• _WORK ITEM_
Scan the data below for lines holding the word "ProductId", and copy each line found.
--- GIVEN INFORMATION Enclosed Below ---
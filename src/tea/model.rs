//! Application model following TEA pattern
//!
//! Holds every piece of admin panel state. Only `update` mutates it; the
//! renderer reads it.

use crate::catalog::{Product, ProductId, ProductListViewModel};
use crate::config::AppConfig;
use crate::theme::Theme;
use crate::ui::product_form::ProductForm;
use crate::ui::toast::ToastManager;
use chrono::{DateTime, Local};
use std::path::PathBuf;
use std::time::{Duration, Instant};

/// Main application model containing all state
#[derive(Debug, Clone)]
pub struct Model {
    /// Application lifecycle state
    pub app_state: AppState,

    /// Which surface currently receives key input
    pub mode: ViewMode,

    /// Product set plus search, sort and page state
    pub catalog: ProductListViewModel,

    /// Search text exactly as typed
    pub search_input: String,

    /// Selected row on the current page
    pub selected_row: usize,

    /// Product shown in the detail overlay
    pub detail: Option<ProductId>,

    /// Open create/edit form
    pub form: Option<ProductForm>,

    /// Dismissible error banner
    pub banner: Option<String>,

    /// Blocking notice that must be acknowledged
    pub notice: Option<String>,

    /// Transient notifications
    pub toasts: ToastManager,

    /// Auto-refresh state
    pub refresh: RefreshState,

    /// Page sizes offered by `+`/`-`
    pub page_size_options: Vec<usize>,

    /// Where CSV exports are written
    pub export_dir: PathBuf,

    /// Theme settings
    pub theme: Theme,
}

/// Application lifecycle state
#[derive(Debug, Clone)]
pub struct AppState {
    /// Whether the application should quit
    pub should_quit: bool,

    /// Terminal dimensions
    pub terminal_size: (u16, u16),

    /// Last tick time for periodic updates
    pub last_tick: Instant,
}

impl Default for AppState {
    fn default() -> Self {
        let now = Instant::now();
        Self {
            should_quit: false,
            terminal_size: (80, 24),
            last_tick: now,
        }
    }
}

/// Input focus of the panel
#[derive(Debug, Clone, Copy, PartialEq, Eq)]
pub enum ViewMode {
    /// Table navigation
    Browse,
    /// Typing into the search box
    Search,
    /// Product detail overlay
    Detail,
    /// Create or edit form
    Form,
    /// Key binding overlay
    Help,
}

/// Periodic refresh bookkeeping
#[derive(Debug, Clone)]
pub struct RefreshState {
    /// Timer is running; set while the panel is mounted
    pub active: bool,

    /// Timer paused by the user
    pub paused: bool,

    pub interval: Duration,

    /// When the last fetch was issued
    pub last_fetch: Option<Instant>,

    /// When a fetch was last applied, for display
    pub last_updated: Option<DateTime<Local>>,

    /// Fetches issued but not yet answered
    pub in_flight: usize,

    /// The most recent fetch failed
    pub last_failed: bool,
}

impl RefreshState {
    pub fn new(interval: Duration) -> Self {
        Self {
            active: false,
            paused: false,
            interval,
            last_fetch: None,
            last_updated: None,
            in_flight: 0,
            last_failed: false,
        }
    }

    /// Whether the timer should issue a fetch at `now`
    pub fn is_due(&self, now: Instant) -> bool {
        if !self.active || self.paused {
            return false;
        }
        match self.last_fetch {
            Some(last) => now.saturating_duration_since(last) >= self.interval,
            None => true,
        }
    }

    pub fn is_loading(&self) -> bool {
        self.in_flight > 0
    }
}

impl Model {
    /// Create a model from configuration
    pub fn new(config: &AppConfig) -> Self {
        Self {
            app_state: AppState::default(),
            mode: ViewMode::Browse,
            catalog: ProductListViewModel::new(config.page_size),
            search_input: String::new(),
            selected_row: 0,
            detail: None,
            form: None,
            banner: None,
            notice: None,
            toasts: ToastManager::new(),
            refresh: RefreshState::new(config.refresh_interval()),
            page_size_options: config.page_sizes(),
            export_dir: config.export_directory(),
            theme: Theme::by_name(&config.theme),
        }
    }

    /// Product under the row cursor
    pub fn selected_product(&self) -> Option<&Product> {
        self.catalog.product_on_page(self.selected_row)
    }

    /// Product shown in the detail overlay, if it is still in the set
    pub fn detail_product(&self) -> Option<&Product> {
        self.detail.and_then(|id| self.catalog.product(id))
    }

    /// Keep the row cursor on the current page
    pub fn clamp_selection(&mut self) {
        let rows = self.catalog.view().page.len();
        self.selected_row = self.selected_row.min(rows.saturating_sub(1));
    }

    /// Mode to fall back to when a form or overlay closes
    pub fn base_mode(&self) -> ViewMode {
        if self.detail.is_some() {
            ViewMode::Detail
        } else {
            ViewMode::Browse
        }
    }
}

impl Default for Model {
    fn default() -> Self {
        Self::new(&AppConfig::default())
    }
}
--- End of Enclosed GIVEN INFORMATION ---
• _RESULT OF THE EXERCISE_
use crate::catalog::{Product, ProductId, ProductListViewModel};
    pub detail: Option<ProductId>,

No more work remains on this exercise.